*Data listing:*

◇ ◇ ◇ ◇ ◇

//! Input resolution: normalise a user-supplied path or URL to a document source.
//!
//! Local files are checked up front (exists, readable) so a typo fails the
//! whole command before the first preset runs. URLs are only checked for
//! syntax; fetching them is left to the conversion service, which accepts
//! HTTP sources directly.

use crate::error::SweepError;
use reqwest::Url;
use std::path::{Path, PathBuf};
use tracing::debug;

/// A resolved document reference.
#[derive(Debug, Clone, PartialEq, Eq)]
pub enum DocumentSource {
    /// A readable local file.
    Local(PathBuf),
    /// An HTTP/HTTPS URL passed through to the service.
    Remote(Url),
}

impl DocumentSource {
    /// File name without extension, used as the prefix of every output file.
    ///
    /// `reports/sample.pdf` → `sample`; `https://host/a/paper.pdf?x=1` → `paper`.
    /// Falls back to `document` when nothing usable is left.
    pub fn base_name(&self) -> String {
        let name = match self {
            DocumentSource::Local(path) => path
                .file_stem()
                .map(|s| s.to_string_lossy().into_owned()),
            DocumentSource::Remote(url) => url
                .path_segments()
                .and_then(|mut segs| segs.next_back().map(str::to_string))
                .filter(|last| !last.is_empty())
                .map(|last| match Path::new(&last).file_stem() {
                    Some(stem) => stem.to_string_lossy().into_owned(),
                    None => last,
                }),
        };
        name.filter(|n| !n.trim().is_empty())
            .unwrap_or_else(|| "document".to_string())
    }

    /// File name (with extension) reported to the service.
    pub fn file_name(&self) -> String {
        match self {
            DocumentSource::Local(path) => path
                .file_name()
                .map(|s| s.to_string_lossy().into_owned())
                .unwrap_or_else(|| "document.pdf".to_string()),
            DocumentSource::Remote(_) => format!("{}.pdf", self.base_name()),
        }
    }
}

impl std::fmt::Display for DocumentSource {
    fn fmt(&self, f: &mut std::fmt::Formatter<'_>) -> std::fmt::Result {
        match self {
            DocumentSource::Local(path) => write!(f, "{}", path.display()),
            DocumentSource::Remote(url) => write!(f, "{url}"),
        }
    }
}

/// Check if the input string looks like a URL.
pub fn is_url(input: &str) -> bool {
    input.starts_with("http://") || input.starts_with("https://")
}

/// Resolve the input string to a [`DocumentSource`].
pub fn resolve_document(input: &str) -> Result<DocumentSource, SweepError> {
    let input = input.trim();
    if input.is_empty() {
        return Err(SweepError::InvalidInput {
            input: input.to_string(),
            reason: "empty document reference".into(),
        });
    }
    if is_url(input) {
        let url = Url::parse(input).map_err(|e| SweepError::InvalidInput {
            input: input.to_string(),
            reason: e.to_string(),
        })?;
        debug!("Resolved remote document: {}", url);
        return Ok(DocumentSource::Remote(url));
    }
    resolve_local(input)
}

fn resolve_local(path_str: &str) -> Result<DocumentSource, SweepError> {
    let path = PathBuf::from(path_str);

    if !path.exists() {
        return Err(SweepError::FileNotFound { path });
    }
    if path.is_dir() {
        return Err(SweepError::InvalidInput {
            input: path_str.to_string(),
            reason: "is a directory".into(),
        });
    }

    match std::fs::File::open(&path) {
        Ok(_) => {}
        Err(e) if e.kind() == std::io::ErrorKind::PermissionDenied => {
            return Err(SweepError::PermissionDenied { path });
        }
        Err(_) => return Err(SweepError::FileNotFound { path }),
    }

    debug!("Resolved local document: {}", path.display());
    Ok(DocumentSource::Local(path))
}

◇ ◇ ◇ ◇ ◇

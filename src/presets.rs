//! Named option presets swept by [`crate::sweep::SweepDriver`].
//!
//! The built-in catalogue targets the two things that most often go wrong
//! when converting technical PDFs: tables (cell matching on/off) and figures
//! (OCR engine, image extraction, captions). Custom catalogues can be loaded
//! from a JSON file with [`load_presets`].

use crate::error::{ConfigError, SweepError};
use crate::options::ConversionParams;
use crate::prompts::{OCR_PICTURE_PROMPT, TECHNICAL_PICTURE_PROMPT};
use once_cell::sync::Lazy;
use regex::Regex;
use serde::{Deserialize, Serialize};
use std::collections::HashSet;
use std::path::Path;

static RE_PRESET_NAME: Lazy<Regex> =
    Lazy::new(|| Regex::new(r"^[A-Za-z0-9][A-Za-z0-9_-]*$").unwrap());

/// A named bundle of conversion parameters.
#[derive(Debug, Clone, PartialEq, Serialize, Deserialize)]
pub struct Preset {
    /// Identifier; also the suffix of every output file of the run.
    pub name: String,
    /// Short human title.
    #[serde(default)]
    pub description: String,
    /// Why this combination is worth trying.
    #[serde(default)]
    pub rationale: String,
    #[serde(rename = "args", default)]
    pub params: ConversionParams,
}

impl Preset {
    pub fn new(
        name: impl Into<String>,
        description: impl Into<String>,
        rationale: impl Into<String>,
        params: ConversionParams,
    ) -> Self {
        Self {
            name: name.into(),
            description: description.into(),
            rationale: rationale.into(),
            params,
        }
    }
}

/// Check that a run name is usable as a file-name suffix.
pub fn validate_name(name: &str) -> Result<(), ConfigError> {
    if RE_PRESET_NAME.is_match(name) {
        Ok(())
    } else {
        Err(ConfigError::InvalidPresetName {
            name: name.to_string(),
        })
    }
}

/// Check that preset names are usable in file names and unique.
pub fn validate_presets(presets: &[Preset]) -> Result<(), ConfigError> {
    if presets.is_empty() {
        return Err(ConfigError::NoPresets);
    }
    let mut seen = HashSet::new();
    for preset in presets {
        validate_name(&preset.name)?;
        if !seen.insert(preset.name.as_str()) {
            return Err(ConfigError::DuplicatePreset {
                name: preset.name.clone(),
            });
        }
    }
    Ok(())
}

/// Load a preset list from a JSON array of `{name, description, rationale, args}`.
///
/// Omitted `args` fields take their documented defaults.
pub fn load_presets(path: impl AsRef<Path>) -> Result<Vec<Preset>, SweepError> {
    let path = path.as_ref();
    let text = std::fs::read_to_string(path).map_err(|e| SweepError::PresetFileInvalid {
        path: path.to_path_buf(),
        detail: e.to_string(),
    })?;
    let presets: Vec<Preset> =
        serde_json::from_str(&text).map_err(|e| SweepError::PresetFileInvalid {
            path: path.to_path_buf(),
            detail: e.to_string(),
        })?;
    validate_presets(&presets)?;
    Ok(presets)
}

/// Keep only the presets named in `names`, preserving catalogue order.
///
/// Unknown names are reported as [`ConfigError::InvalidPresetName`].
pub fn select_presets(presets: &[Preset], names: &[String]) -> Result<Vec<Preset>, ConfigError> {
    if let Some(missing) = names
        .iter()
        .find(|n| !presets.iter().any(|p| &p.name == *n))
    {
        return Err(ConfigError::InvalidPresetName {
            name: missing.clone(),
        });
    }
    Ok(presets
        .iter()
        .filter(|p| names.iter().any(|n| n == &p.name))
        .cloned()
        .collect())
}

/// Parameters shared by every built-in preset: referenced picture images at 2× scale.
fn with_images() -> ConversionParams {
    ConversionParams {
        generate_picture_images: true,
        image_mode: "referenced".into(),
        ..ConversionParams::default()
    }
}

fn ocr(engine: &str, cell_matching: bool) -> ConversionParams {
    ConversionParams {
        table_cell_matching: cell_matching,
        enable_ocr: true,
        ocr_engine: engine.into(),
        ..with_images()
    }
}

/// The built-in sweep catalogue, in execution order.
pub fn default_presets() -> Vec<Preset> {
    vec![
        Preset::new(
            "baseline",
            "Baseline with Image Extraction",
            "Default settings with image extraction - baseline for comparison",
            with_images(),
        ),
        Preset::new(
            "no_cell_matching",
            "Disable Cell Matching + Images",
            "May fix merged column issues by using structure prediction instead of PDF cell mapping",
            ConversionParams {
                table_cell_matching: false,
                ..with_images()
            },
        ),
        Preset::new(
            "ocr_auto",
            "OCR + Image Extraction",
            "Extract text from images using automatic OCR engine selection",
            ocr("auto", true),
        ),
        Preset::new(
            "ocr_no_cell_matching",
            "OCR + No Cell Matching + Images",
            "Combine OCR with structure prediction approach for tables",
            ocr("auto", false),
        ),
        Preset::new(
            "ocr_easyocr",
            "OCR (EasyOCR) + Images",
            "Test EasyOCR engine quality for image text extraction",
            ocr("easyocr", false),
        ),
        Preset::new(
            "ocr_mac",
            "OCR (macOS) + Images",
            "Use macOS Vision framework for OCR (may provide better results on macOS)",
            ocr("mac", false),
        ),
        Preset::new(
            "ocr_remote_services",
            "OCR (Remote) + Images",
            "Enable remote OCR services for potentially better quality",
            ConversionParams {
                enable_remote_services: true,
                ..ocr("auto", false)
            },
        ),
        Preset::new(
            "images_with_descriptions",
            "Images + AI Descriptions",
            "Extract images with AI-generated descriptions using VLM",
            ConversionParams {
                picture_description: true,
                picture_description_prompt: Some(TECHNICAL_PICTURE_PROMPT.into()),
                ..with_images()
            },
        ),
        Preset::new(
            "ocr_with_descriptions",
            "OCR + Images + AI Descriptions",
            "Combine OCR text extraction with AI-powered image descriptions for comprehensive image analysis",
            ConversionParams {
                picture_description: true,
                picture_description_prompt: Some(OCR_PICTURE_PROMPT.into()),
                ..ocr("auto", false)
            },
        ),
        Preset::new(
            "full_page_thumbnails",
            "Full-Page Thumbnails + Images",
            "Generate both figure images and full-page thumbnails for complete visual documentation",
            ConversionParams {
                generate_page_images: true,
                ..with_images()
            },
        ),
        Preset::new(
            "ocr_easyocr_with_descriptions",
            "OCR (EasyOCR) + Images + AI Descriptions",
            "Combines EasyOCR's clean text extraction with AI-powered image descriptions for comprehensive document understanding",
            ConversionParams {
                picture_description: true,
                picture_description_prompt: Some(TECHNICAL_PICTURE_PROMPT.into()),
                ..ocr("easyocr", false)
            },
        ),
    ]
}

◇ ◇ ◇ ◇ ◇

*What you have to do:* Pull out every line of the records that includes the string "Some".

*Output for this task:*
                    Some(stem) => stem.to_string_lossy().into_owned(),
    if let Some(missing) = names
                picture_description_prompt: Some(TECHNICAL_PICTURE_PROMPT.into()),
                picture_description_prompt: Some(OCR_PICTURE_PROMPT.into()),
                picture_description_prompt: Some(TECHNICAL_PICTURE_PROMPT.into()),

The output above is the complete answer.